In partenza con la famiglia, ma per poco
 Chi parte non resta fuori molto tempo. Una quota molto consistente di rispondenti (78%), infatti, non intende prolungare la vacanza oltre i sette giorni. Scendendo nel dettaglio, la maggiore preferenza (51%) si concentra su una sosta di brevissima durata (dai 3 ai 5 giorni); nonostante questo dato sia in continuità con quanto emerso l’anno scorso, a differenza di quest’ultimo si allarga la quota di persone che decide di regalarsi un paio di giorni in più di riposo. I compagni di viaggio preferiti continuano ad essere i propri cari: anzitutto la famiglia (scelta dal 40% degli intervistati che faranno una vacanza), irrinunciabile specialmente per i 35-44enni; ma anche il partner (27%), soprattutto per i più giovani (25-34 anni) e per coloro che devono gestire una famiglia molto numerosa (con più di 4 componenti); il 22% invece preferisce trascorrere la villeggiatura con i propri amici. Gli unici che si azzardano a programmare una vacanza in solitudine sono i giovanissimi (dai 18 ai 24 anni).
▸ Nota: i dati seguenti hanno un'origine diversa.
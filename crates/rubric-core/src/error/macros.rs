//! Error macros for rubric

/// Macro for creating invalid value errors
#[macro_export]
macro_rules! bail_invalid {
    ($context:expr, $value:expr) => {
        return Err($crate::error::RubricError::invalid_value($context, $value))
    };
}

/// Macro for creating usage errors
#[macro_export]
macro_rules! bail_usage {
    ($msg:expr) => {
        return Err($crate::error::RubricError::UsageError($msg.to_string()))
    };
}
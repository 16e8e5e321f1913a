use tracing_subscriber::{fmt, prelude::*, EnvFilter};

/// Helper macro for logging elapsed time at debug level.
///
/// Usage:
/// ```rust,ignore
/// let start = Instant::now();
/// // ... some work ...
/// trace_time!(start, "extract");
/// // Or with additional fields:
/// trace_time!(start, "extract", questions = rubric.questions.len());
/// ```
#[macro_export]
macro_rules! trace_time {
    ($start:expr, $name:expr) => {
        tracing::debug!(elapsed = ?$start.elapsed(), $name);
    };
    ($start:expr, $name:expr $(, $field:ident = $value:expr)*) => {
        tracing::debug!(elapsed = ?$start.elapsed(), $($field = $value),*, $name);
    };
}

/// Initialize structured logging based on CLI arguments
pub fn init_tracing(
    verbose: bool,
    log_level: Option<&str>,
    log_json: bool,
) -> Result<(), Box<dyn std::error::Error>> {
    let level = match (verbose, log_level) {
        (true, None) => "rubric=debug,rubric_core=debug",
        (false, None) => "rubric=warn,rubric_core=warn",
        (_, Some(level)) => return init_with_level(level, log_json),
    };

    init_with_level(level, log_json)
}

/// Build the filter directive for a bare level or a full directive string
fn directive_for(level: &str) -> String {
    if level.contains('=') {
        level.to_string()
    } else {
        format!("rubric={level},rubric_core={level}")
    }
}

fn init_with_level(level: &str, log_json: bool) -> Result<(), Box<dyn std::error::Error>> {
    // RUBRIC_LOG is consulted after RUST_LOG
    let filter = EnvFilter::try_from_default_env()
        .or_else(|_| EnvFilter::try_from_env("RUBRIC_LOG"))
        .unwrap_or_else(|_| EnvFilter::new(directive_for(level)));

    let registry = tracing_subscriber::registry().with(filter);

    if log_json {
        registry
            .with(
                fmt::layer()
                    .json()
                    .with_writer(std::io::stderr)
                    .with_ansi(false),
            )
            .try_init()?;
    } else {
        registry
            .with(
                fmt::layer()
                    .compact()
                    .with_target(false)
                    .with_writer(std::io::stderr)
                    .with_ansi(false),
            )
            .try_init()?;
    }

    Ok(())
}

#[cfg(test)]
mod tests {
    use super::*;

    #[test]
    fn test_directive_for_bare_level() {
        assert_eq!(directive_for("info"), "rubric=info,rubric_core=info");
    }

    #[test]
    fn test_directive_for_full_directive() {
        assert_eq!(directive_for("rubric_core=trace"), "rubric_core=trace");
    }
}
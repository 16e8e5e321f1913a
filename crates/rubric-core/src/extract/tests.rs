use super::*;
use crate::rubric::Modifier;

fn names(extraction: &Extraction) -> Vec<&str> {
    extraction
        .rubric
        .questions
        .iter()
        .map(|q| q.name.as_str())
        .collect()
}

#[test]
fn test_no_annotations_yields_empty_rubric() {
    let extraction = extract("# Title\n\nSome prose.\n", FileDialect::HashHeader);
    assert!(extraction.rubric.is_empty());
    assert!(extraction.diagnostics.is_empty());
}

#[test]
fn test_empty_document() {
    let extraction = extract("", FileDialect::LatexSection);
    assert!(extraction.rubric.is_empty());
}

#[test]
fn test_basic_hash_document() {
    let content = "# Question 1\nrub: {\"correctness\": 10, \"style\": 5}";
    let extraction = extract(content, FileDialect::HashHeader);

    assert_eq!(names(&extraction), vec!["Question 1"]);
    let subs = &extraction.rubric.questions[0].sub_questions;
    assert_eq!(subs.len(), 2);
    assert_eq!(subs[0].name, "correctness");
    assert_eq!(subs[0].out_of, 10.0);
    assert!(subs[0].modifiers.is_empty());
    assert_eq!(subs[1].name, "style");
    assert_eq!(subs[1].out_of, 5.0);
    assert!(extraction.diagnostics.is_empty());
}

#[test]
fn test_string_values_are_coerced() {
    let content = "# Header\n\nSome text\nrubric: {\"a\": 5, \"b\": \"3\"}\n";
    let extraction = extract(content, FileDialect::HashHeader);

    let subs = &extraction.rubric.questions[0].sub_questions;
    assert_eq!(extraction.rubric.questions[0].name, "Header");
    assert_eq!(
        subs.iter().map(|s| s.out_of).collect::<Vec<_>>(),
        vec![5.0, 3.0]
    );
}

#[test]
fn test_bonus_header_applies_to_every_criterion() {
    let content = "## BONUS round\n<!-- rubric: {speed: 2, raw_points: 4} -->";
    let extraction = extract(content, FileDialect::HashHeader);

    let subs = &extraction.rubric.questions[0].sub_questions;
    assert!(subs.iter().all(|s| s.is_bonus()));
    assert!(!subs[0].is_numerical());
    assert!(subs[1].is_numerical());
}

#[test]
fn test_raw_key_is_numerical_without_bonus() {
    let content = "# Question 2\nrub: {raw_style: 3}";
    let extraction = extract(content, FileDialect::HashHeader);

    let sq = &extraction.rubric.questions[0].sub_questions[0];
    assert_eq!(
        sq.modifiers.iter().copied().collect::<Vec<_>>(),
        vec![Modifier::Numerical]
    );
}

#[test]
fn test_non_numeric_value_dropped_siblings_kept() {
    let content = "# Q\nrub: {a: 1, b: \"abc\", c: 2}";
    let extraction = extract(content, FileDialect::HashHeader);

    let keys: Vec<&str> = extraction.rubric.questions[0]
        .sub_questions
        .iter()
        .map(|s| s.name.as_str())
        .collect();
    assert_eq!(keys, vec!["a", "c"]);

    assert_eq!(extraction.diagnostics.len(), 1);
    let d = &extraction.diagnostics[0];
    assert_eq!(d.kind, DiagnosticKind::UnresolvableCriterionValue);
    assert_eq!(d.key.as_deref(), Some("b"));
    assert_eq!(d.line_index, 1);
}

#[test]
fn test_out_of_range_number_drops_only_that_key() {
    let extraction = extract("# Q\nrub: {a: 1e400, b: 2}", FileDialect::HashHeader);

    let subs = &extraction.rubric.questions[0].sub_questions;
    assert_eq!(subs.len(), 1);
    assert_eq!(subs[0].name, "b");
    assert_eq!(subs[0].out_of, 2.0);

    assert_eq!(extraction.diagnostics.len(), 1);
    let d = &extraction.diagnostics[0];
    assert_eq!(d.kind, DiagnosticKind::UnresolvableCriterionValue);
    assert_eq!(d.key.as_deref(), Some("a"));
}

#[test]
fn test_all_values_dropped_skips_question() {
    let content = "# Q1\nrub: {a: \"x\"}\n# Q2\nrub: {b: 4}";
    let extraction = extract(content, FileDialect::HashHeader);

    assert_eq!(names(&extraction), vec!["Q2"]);
    assert_eq!(extraction.diagnostics.len(), 1);
}

#[test]
fn test_malformed_annotation_skipped_scan_continues() {
    let content = "# Q1\nrub: {a: 1,, }\n# Q2\nrubric = {b: 2}";
    let extraction = extract(content, FileDialect::HashHeader);

    assert_eq!(names(&extraction), vec!["Q2"]);
    assert_eq!(extraction.diagnostics.len(), 1);
    assert_eq!(
        extraction.diagnostics[0].kind,
        DiagnosticKind::MalformedAnnotation
    );
    assert_eq!(extraction.diagnostics[0].line, "rub: {a: 1,, }");
}

#[test]
fn test_missing_header_gives_empty_name() {
    let content = "intro\nrub: {a: 1}";
    let extraction = extract(content, FileDialect::HashHeader);

    assert_eq!(names(&extraction), vec![""]);
    assert_eq!(extraction.diagnostics[0].kind, DiagnosticKind::NoHeaderFound);
}

#[test]
fn test_latex_document() {
    let content = [
        r"\documentclass{article}",
        r"\begin{document}",
        r"\section{Proofs}",
        r"% rubric: {rigor: 6, clarity: '2'}",
        r"\subsection*{Optional extension}",
        r"% rub: {depth: 3}",
        r"\end{document}",
    ]
    .join("\n");
    let extraction = extract(&content, FileDialect::LatexSection);

    // single-quoted string values do not repair into JSON
    assert_eq!(names(&extraction), vec!["Optional extension"]);
    assert!(extraction.rubric.questions[0].sub_questions[0].is_bonus());
    assert_eq!(
        extraction.diagnostics[0].kind,
        DiagnosticKind::MalformedAnnotation
    );
}

#[test]
fn test_latex_quoted_values() {
    let content = "\\section{Proofs}\n% rubric: {rigor: 6, \"clarity\": \"2\"}";
    let extraction = extract(content, FileDialect::LatexSection);

    assert_eq!(names(&extraction), vec!["Proofs"]);
    assert_eq!(extraction.rubric.max_score(), 8.0);
}

#[test]
fn test_multiple_annotations_under_one_header() {
    let content = "# Q\nrub: {a: 1}\ntext\nrub: {b: 2}";
    let extraction = extract(content, FileDialect::HashHeader);
    assert_eq!(names(&extraction), vec!["Q", "Q"]);
}

#[test]
fn test_notebook_style_source() {
    let content = [
        r#"  "cells": ["#,
        r###"    "## Question 3\n","###,
        r#"    "<!-- rubric: {plot: 4, raw_fit: 1} -->""#,
    ]
    .join("\n");
    let extraction = extract(&content, FileDialect::HashHeader);

    assert_eq!(names(&extraction), vec!["Question 3"]);
    assert_eq!(extraction.rubric.criteria_count(), 2);
}

#[test]
fn test_crlf_document() {
    let content = "# Question 1\r\n\r\nrub: {a: 2}\r\n";
    let extraction = extract(content, FileDialect::HashHeader);
    assert_eq!(names(&extraction), vec!["Question 1"]);
}

#[test]
fn test_extraction_is_deterministic() {
    let content = "# A\nrub: {z: 1, y: \"2\", x: 3}\n## Bonus\nrubric: {raw_q: 4}";
    let first = extract(content, FileDialect::HashHeader);
    let second = extract(content, FileDialect::HashHeader);

    assert_eq!(first, second);
    assert_eq!(
        serde_json::to_string(&first.rubric).unwrap(),
        serde_json::to_string(&second.rubric).unwrap()
    );
}

#[test]
fn test_extract_bytes_lossy() {
    let extraction = extract_bytes(b"# Q \xff\nrub: {a: 1}", FileDialect::HashHeader);
    assert_eq!(extraction.rubric.questions[0].name, "Q \u{fffd}");
}

#[test]
fn test_find_annotations_sites() {
    let lines = scan_lines("# H\nrub: {a: 1}\nplain\nrubric: {b: 2}");
    let sites = find_annotations(&lines);
    assert_eq!(
        sites.iter().map(|s| s.line_index).collect::<Vec<_>>(),
        vec![1, 3]
    );
    assert_eq!(sites[1].raw_line, "rubric: {b: 2}");
}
Prenotazioni in calo, internet batte le agenzie di viaggi
 Decisa riduzione delle prenotazioni, tra il 23 e il 28% in meno rispetto al 2010. Persiste invece la predilezione di gran parte degli italiani (45%) per l’organizzazione e la prenotazione del viaggio in modo autonomo (grazie ad internet, per telefono, ecc.). Viceversa, rispetto agli anni precedenti, si è ridotta di molto la percentuale di persone intenzionata a partire senza prenotare (da 25% nel 2009 al 12%): sembra di poter scorgere dunque, anche in coloro che si concedono uno svago fuori casa, la necessità di essere prudenti, programmando e definendo con precisione le proprie spese.
Il trionfo del low-cost
 Al ribasso anche la previsione di spesa per persona che mediamente si aggira intorno ai 600/700 euro: si rivela una variazione in negativo del 18% rispetto al 2010 (la stima della spesa media era di circa 800 euro). In particolare, più della metà degli intervistati non ha intenzione di spendere per la villeggiatura invernale più di 500 euro; mentre un ulteriore 30% è disposta a salire di qualche centinaio di euro, senza però andare oltre ai mille. In totale, gli italiani spenderanno 5,2 miliardi di euro per le loro vacanze invernali.
Chi può sceglie l’albergo
 Acquisisce preferenze l’albergo, quest’anno scelto dal 31% degli italiani contro il 23% del 2010, superando anche la scelta di soggiornare presso amici o parenti (dal 26% dello scorso anno al 20%). Seguono in graduatoria i bed & breakfast e le case in affitto. Crolla, rispetto alle vacanze invernali degli anni precedenti, l’utilizzo della seconda casa di proprietà (dal 16% nel 2010 – con dati percentuali simili o superiori negli anni precedenti- al 5% in questo anno 2011); il fatto che l’albergo acquisisca preferenze mentre praticamente tutte le altre tipologie di alloggio ne perdono, sembra suggerire che il divario tra ricchi e poveri è in aumento: anche chi, fino all’anno scorso, poteva concedersi una vacanza poco costosa quest’anno ha dovuto comunque rinunciarvi.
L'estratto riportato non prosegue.